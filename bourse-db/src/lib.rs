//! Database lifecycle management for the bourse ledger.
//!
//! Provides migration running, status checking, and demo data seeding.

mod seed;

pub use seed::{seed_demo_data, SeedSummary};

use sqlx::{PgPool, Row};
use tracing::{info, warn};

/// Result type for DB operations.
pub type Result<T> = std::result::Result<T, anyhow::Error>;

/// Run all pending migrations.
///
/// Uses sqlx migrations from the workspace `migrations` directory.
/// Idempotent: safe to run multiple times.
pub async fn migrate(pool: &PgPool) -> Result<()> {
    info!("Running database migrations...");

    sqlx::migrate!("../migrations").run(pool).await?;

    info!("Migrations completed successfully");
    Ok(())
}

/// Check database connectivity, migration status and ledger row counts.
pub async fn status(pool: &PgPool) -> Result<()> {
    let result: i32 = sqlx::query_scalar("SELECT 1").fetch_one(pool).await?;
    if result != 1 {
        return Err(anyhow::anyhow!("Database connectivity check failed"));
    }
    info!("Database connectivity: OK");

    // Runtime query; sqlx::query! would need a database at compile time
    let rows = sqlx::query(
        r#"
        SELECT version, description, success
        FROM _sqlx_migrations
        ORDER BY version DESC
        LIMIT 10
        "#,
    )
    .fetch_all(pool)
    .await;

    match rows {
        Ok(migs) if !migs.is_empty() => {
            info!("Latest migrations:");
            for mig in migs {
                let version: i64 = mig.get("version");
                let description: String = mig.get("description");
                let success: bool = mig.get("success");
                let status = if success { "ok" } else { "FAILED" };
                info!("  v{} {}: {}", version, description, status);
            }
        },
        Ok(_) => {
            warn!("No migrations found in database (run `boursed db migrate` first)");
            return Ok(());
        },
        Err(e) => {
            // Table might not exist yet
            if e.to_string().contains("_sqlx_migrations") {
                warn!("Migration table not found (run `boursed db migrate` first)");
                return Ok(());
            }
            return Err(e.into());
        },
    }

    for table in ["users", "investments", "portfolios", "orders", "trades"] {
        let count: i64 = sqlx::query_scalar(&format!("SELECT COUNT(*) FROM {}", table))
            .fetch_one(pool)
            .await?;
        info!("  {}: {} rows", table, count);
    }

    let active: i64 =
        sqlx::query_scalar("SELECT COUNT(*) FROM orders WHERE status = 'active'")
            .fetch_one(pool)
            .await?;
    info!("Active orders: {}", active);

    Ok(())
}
####################
• Exercise brief
Copy out all lines of the listing where the word "found" appears.

• Response to this task
            warn!("No migrations found in database (run `boursed db migrate` first)");
                warn!("Migration table not found (run `boursed db migrate` first)");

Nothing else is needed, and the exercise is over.